About

Introduction

The University of Chicago, a private institution, founded by John D. Rockefeller in 1892, recently celebrated 100 years of excellence in research and education. The campus is located on a 190-acre site near Lake Michigan, approximately 7 miles south of Chicago's business district. Henry Ives Cobb and Bertram Goodhue were commissioned to emulate in grey limestone the wonderful gothic architectural designs found in England's Oxford and Cambridge universities. The works of more modern architects such as Frank Lloyd Wright, Ludwig Mies van der Rohe, and Eero Saarinen are also prominent.

The medical school opened in the autumn of 1927 with three major clinical departments: medicine, surgery and obstetrics. The clinical faculty were unique for the time being entirely full-time, with no opportunity for private practice. Physician-investigators were recruited from the beginning and, until recent years when federal regulations became more restrictive, research laboratories were situated on every floor of the hospital adjacent to the physicians' offices. This arrangement was to enable physicians to work in their laboratories whenever spare time was available without the need to travel to a remote building.

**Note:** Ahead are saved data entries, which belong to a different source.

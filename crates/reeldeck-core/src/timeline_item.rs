// crates/reeldeck-core/src/timeline_item.rs
//
// TimeRange, TimelineItem, and the per-media-type config/animation shapes
// (§3). The teacher's `TimelineClip` is flat (`start_time`, `duration`,
// `source_offset`, `playback_rate` implied 1.0) — generalized here into the
// richer variant-per-media-type TimeRange and config the spec requires.

use crate::error::{CoreError, CoreResult};
use crate::ids::{MediaId, TimelineItemId, TrackId};
use crate::media_item::MediaType;
use serde::{Deserialize, Serialize};

/// §3 TimeRange. Video/audio carry a source clip range and playback rate;
/// image/text only carry their placement on the timeline.
#[derive(Clone, Copy, Debug, PartialEq, Serialize, Deserialize)]
#[serde(tag = "kind")]
pub enum TimeRange {
    ClipBacked {
        timeline_start: i64,
        timeline_end: i64,
        clip_start: i64,
        clip_end: i64,
        playback_rate: f64,
    },
    Fixed {
        timeline_start: i64,
        timeline_end: i64,
    },
}

impl TimeRange {
    pub fn timeline_start(&self) -> i64 {
        match self {
            TimeRange::ClipBacked { timeline_start, .. } => *timeline_start,
            TimeRange::Fixed { timeline_start, .. } => *timeline_start,
        }
    }

    pub fn timeline_end(&self) -> i64 {
        match self {
            TimeRange::ClipBacked { timeline_end, .. } => *timeline_end,
            TimeRange::Fixed { timeline_end, .. } => *timeline_end,
        }
    }

    pub fn duration(&self) -> i64 {
        self.timeline_end() - self.timeline_start()
    }

    /// §3 invariants: `timelineStart <= timelineEnd`, `timelineStart >= 0`,
    /// and for clip-backed ranges `(clipEnd-clipStart)/playbackRate ==
    /// (timelineEnd-timelineStart)` within ±1 frame (§8 invariant 4).
    pub fn validate(&self) -> CoreResult<()> {
        if self.timeline_start() < 0 {
            return Err(CoreError::Validation { message: "timelineStart must be >= 0".into() });
        }
        if self.timeline_start() > self.timeline_end() {
            return Err(CoreError::Validation { message: "timelineStart must be <= timelineEnd".into() });
        }
        if let TimeRange::ClipBacked { clip_start, clip_end, playback_rate, .. } = self {
            if *playback_rate <= 0.0 {
                return Err(CoreError::Validation { message: "playbackRate must be > 0".into() });
            }
            let expected_duration = ((*clip_end - *clip_start) as f64 / playback_rate).round() as i64;
            if !crate::time::within_frame_tolerance(expected_duration, self.duration(), 1) {
                return Err(CoreError::Validation {
                    message: format!(
                        "clip/timeline duration mismatch: expected {expected_duration}, got {}",
                        self.duration()
                    ),
                });
            }
        }
        Ok(())
    }

    /// Move the range so it starts at `new_start`, preserving duration
    /// (§4.2 "Position updates … Duration is preserved").
    pub fn moved_to(&self, new_start: i64) -> TimeRange {
        let new_start = new_start.max(0);
        let duration = self.duration();
        match self {
            TimeRange::ClipBacked { clip_start, clip_end, playback_rate, .. } => TimeRange::ClipBacked {
                timeline_start: new_start,
                timeline_end: new_start + duration,
                clip_start: *clip_start,
                clip_end: *clip_end,
                playback_rate: *playback_rate,
            },
            TimeRange::Fixed { .. } => TimeRange::Fixed {
                timeline_start: new_start,
                timeline_end: new_start + duration,
            },
        }
    }

    /// Rescale playback rate, recomputing the timeline duration and
    /// returning the scale factor to apply to keyframe positions (§8 S3).
    pub fn with_playback_rate(&self, new_rate: f64) -> CoreResult<(TimeRange, f64)> {
        match self {
            TimeRange::ClipBacked { timeline_start, clip_start, clip_end, playback_rate, .. } => {
                if new_rate <= 0.0 {
                    return Err(CoreError::Validation { message: "playbackRate must be > 0".into() });
                }
                let new_duration = ((*clip_end - *clip_start) as f64 / new_rate).round() as i64;
                let scale = *playback_rate / new_rate;
                Ok((
                    TimeRange::ClipBacked {
                        timeline_start: *timeline_start,
                        timeline_end: timeline_start + new_duration,
                        clip_start: *clip_start,
                        clip_end: *clip_end,
                        playback_rate: new_rate,
                    },
                    scale,
                ))
            }
            TimeRange::Fixed { .. } => Err(CoreError::Validation {
                message: "playbackRate only applies to clip-backed ranges".into(),
            }),
        }
    }
}

#[derive(Clone, Copy, Debug, PartialEq, Eq, Serialize, Deserialize)]
pub enum TimelineStatus {
    Loading,
    Ready,
    Error,
}

#[derive(Clone, Copy, Debug, PartialEq, Serialize, Deserialize)]
pub struct VisualConfig {
    pub x: f64,
    pub y: f64,
    pub width: f64,
    pub height: f64,
    pub rotation: f64,
    pub opacity: f64,
    pub z_index: i32,
}

impl Default for VisualConfig {
    fn default() -> Self {
        Self { x: 0.0, y: 0.0, width: 0.0, height: 0.0, rotation: 0.0, opacity: 1.0, z_index: 0 }
    }
}

#[derive(Clone, Copy, Debug, PartialEq, Serialize, Deserialize)]
pub struct AudioConfig {
    pub volume: f64,
    pub is_muted: bool,
    pub gain_db: f64,
}

impl Default for AudioConfig {
    fn default() -> Self {
        Self { volume: 1.0, is_muted: false, gain_db: 0.0 }
    }
}

#[derive(Clone, Debug, Default, PartialEq, Serialize, Deserialize)]
pub struct TextStyle {
    pub content: String,
    pub font_family: String,
    pub font_size: f64,
    pub color: String,
}

/// Type-specific config (§3 "config (type-specific)").
#[derive(Clone, Debug, PartialEq, Serialize, Deserialize)]
#[serde(tag = "type")]
pub enum ItemConfig {
    Visual(VisualConfig),
    Audio(AudioConfig),
    VideoAndAudio { visual: VisualConfig, audio: AudioConfig },
    Text { visual: VisualConfig, style: TextStyle },
}

impl ItemConfig {
    pub fn visual(&self) -> Option<&VisualConfig> {
        match self {
            ItemConfig::Visual(v) => Some(v),
            ItemConfig::VideoAndAudio { visual, .. } => Some(visual),
            ItemConfig::Text { visual, .. } => Some(visual),
            ItemConfig::Audio(_) => None,
        }
    }

    pub fn visual_mut(&mut self) -> Option<&mut VisualConfig> {
        match self {
            ItemConfig::Visual(v) => Some(v),
            ItemConfig::VideoAndAudio { visual, .. } => Some(visual),
            ItemConfig::Text { visual, .. } => Some(visual),
            ItemConfig::Audio(_) => None,
        }
    }

    pub fn audio(&self) -> Option<&AudioConfig> {
        match self {
            ItemConfig::Audio(a) => Some(a),
            ItemConfig::VideoAndAudio { audio, .. } => Some(audio),
            _ => None,
        }
    }

    pub fn audio_mut(&mut self) -> Option<&mut AudioConfig> {
        match self {
            ItemConfig::Audio(a) => Some(a),
            ItemConfig::VideoAndAudio { audio, .. } => Some(audio),
            _ => None,
        }
    }
}

/// A partial update to [`VisualConfig`] — used by `updateTransform` and by
/// the sprite `propsChange` listener, which only carries changed sub-fields
/// (§4.2).
#[derive(Clone, Copy, Debug, Default, PartialEq)]
pub struct VisualConfigPatch {
    pub x: Option<f64>,
    pub y: Option<f64>,
    pub width: Option<f64>,
    pub height: Option<f64>,
    pub rotation: Option<f64>,
    pub opacity: Option<f64>,
    pub z_index: Option<i32>,
}

impl VisualConfigPatch {
    pub fn apply(&self, base: VisualConfig) -> VisualConfig {
        VisualConfig {
            x: self.x.unwrap_or(base.x),
            y: self.y.unwrap_or(base.y),
            width: self.width.unwrap_or(base.width),
            height: self.height.unwrap_or(base.height),
            rotation: self.rotation.unwrap_or(base.rotation),
            opacity: self.opacity.unwrap_or(base.opacity),
            z_index: self.z_index.unwrap_or(base.z_index),
        }
    }

    pub fn is_empty(&self) -> bool {
        *self == VisualConfigPatch::default()
    }
}

/// A keyframe at a frame position relative to the clip's own start (§3, §4.3
/// "keyframe list, relative frames within the clip").
#[derive(Clone, Copy, Debug, PartialEq, Serialize, Deserialize)]
pub struct Keyframe {
    pub relative_frame: i64,
    pub value: f64,
}

#[derive(Clone, Debug, Default, PartialEq, Serialize, Deserialize)]
pub struct Animation {
    pub keyframes: Vec<Keyframe>,
}

impl Animation {
    /// Rescale every keyframe's relative position by `scale` (§8 S3:
    /// playback-rate changes rescale keyframes proportionally), rounding to
    /// the nearest frame.
    pub fn rescaled(&self, scale: f64) -> Animation {
        Animation {
            keyframes: self
                .keyframes
                .iter()
                .map(|k| Keyframe { relative_frame: (k.relative_frame as f64 * scale).round() as i64, value: k.value })
                .collect(),
        }
    }
}

#[derive(Clone, Debug)]
pub struct TimelineItem {
    pub id: TimelineItemId,
    pub media_id: Option<MediaId>,
    pub track_id: TrackId,
    pub media_type: MediaType,
    pub status: TimelineStatus,
    pub time_range: TimeRange,
    pub config: ItemConfig,
    pub animation: Animation,
    /// Transient — owns the sprite once `status == Ready`. Never serialized
    /// (§4.5 step 2 "clone each timeline item via a factory that strips
    /// `runtime`").
    pub has_sprite: bool,
}

impl TimelineItem {
    /// §8 invariant 2/3: a ready item has a sprite; every item's range has
    /// non-negative start and non-negative duration.
    pub fn satisfies_ready_invariant(&self) -> bool {
        if self.status != TimelineStatus::Ready {
            return true;
        }
        self.has_sprite
    }

    pub fn satisfies_range_invariant(&self) -> bool {
        self.time_range.timeline_start() >= 0 && self.time_range.duration() >= 0
    }
}

#[cfg(test)]
mod tests {
    use super::*;

    fn clip_range(start: i64, end: i64) -> TimeRange {
        TimeRange::ClipBacked {
            timeline_start: start,
            timeline_end: end,
            clip_start: 0,
            clip_end: end - start,
            playback_rate: 1.0,
        }
    }

    #[test]
    fn moved_to_preserves_duration_and_clamps_negative() {
        let range = clip_range(10, 100);
        let moved = range.moved_to(-5);
        assert_eq!(moved.timeline_start(), 0);
        assert_eq!(moved.duration(), 90);
    }

    #[test]
    fn playback_rate_change_rescales_duration_and_keyframes() {
        // §8 S3: a 90-frame clip at rate 2 becomes ~45 frames.
        let range = TimeRange::ClipBacked {
            timeline_start: 0,
            timeline_end: 90,
            clip_start: 0,
            clip_end: 90,
            playback_rate: 1.0,
        };
        let (rescaled, scale) = range.with_playback_rate(2.0).unwrap();
        assert_eq!(rescaled.duration(), 45);

        let anim = Animation {
            keyframes: vec![
                Keyframe { relative_frame: 0, value: 0.0 },
                Keyframe { relative_frame: 45, value: 0.5 },
                Keyframe { relative_frame: 89, value: 1.0 },
            ],
        };
        let rescaled_anim = anim.rescaled(scale);
        assert_eq!(rescaled_anim.keyframes[0].relative_frame, 0);
        assert!((rescaled_anim.keyframes[1].relative_frame - 22).abs() <= 1);
        assert!((rescaled_anim.keyframes[2].relative_frame - 44).abs() <= 1);

        // Setting the rate back to 1 restores duration within tolerance.
        let (restored, scale_back) = rescaled.with_playback_rate(1.0).unwrap();
        assert!(crate::time::within_frame_tolerance(restored.duration(), 90, 1));
        let restored_anim = rescaled_anim.rescaled(scale_back);
        assert!(crate::time::within_frame_tolerance(restored_anim.keyframes[2].relative_frame, 89, 1));
    }

    #[test]
    fn clip_backed_range_validates_duration_against_playback_rate() {
        let bad = TimeRange::ClipBacked {
            timeline_start: 0,
            timeline_end: 100,
            clip_start: 0,
            clip_end: 90,
            playback_rate: 1.0,
        };
        assert!(bad.validate().is_err());

        let good = TimeRange::ClipBacked {
            timeline_start: 0,
            timeline_end: 45,
            clip_start: 0,
            clip_end: 90,
            playback_rate: 2.0,
        };
        assert!(good.validate().is_ok());
    }

    #[test]
    fn visual_config_patch_only_touches_present_fields() {
        let base = VisualConfig { x: 1.0, y: 2.0, width: 3.0, height: 4.0, rotation: 0.0, opacity: 1.0, z_index: 0 };
        let patch = VisualConfigPatch { x: Some(9.0), ..Default::default() };
        let applied = patch.apply(base);
        assert_eq!(applied.x, 9.0);
        assert_eq!(applied.y, 2.0);
    }
}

From the establishment of a hospital and medical school at the University of Chicago to the present day, faculty have been challenged by the ethos of the university and by successive deans not only to practice medicine at its highest levels, but also to advance medical knowledge by engaging in clinical and basic research. The department of radiology has met and continues to meet these expectations. Devices as fundamental to the practice of radiology as the phototimer, automatic collimation, spot-film devices, and automated film-identification systems were developed and first built in the department's machine shops. Technetium-99m, a cornerstone of contemporary nuclear medicine, and collimators designed specifically for its use were first introduced by departmental faculty. Clinical contributions include publications that revolutionized gastrointestinal radiology, the examination of the inner ear, and introduced transbronchial biopsy. Work of Moseley, Rust, and their colleagues focused attention on the reduction of radiation exposure, whereas Rossmann and his successors have made fundamental contributions to improving the radiologic image. Members of the Department of Radiology at the University of Chicago also became leaders in industry, a notable example being William Angus of Philips Medical Systems [8]. These traditions are maintained by the current faculty, both basic scientists and clinicians. Each year, senior medical students at the University of Chicago determine by ballot the 20 or so faculty whose teaching was most distinguished during their years in medical school. The records are incomplete but members of the department's faculty have been nominated for this honor at least 47 times in the last 54 years, and both John Fennessy and Nels Strandjord have been recipients of the McClintock Award for Outstanding Teaching in the Medical School. All of the department's faculty share the commitment to excellence in clinical medicine, research and teaching, that motivated its founder, Paul C. Hodges.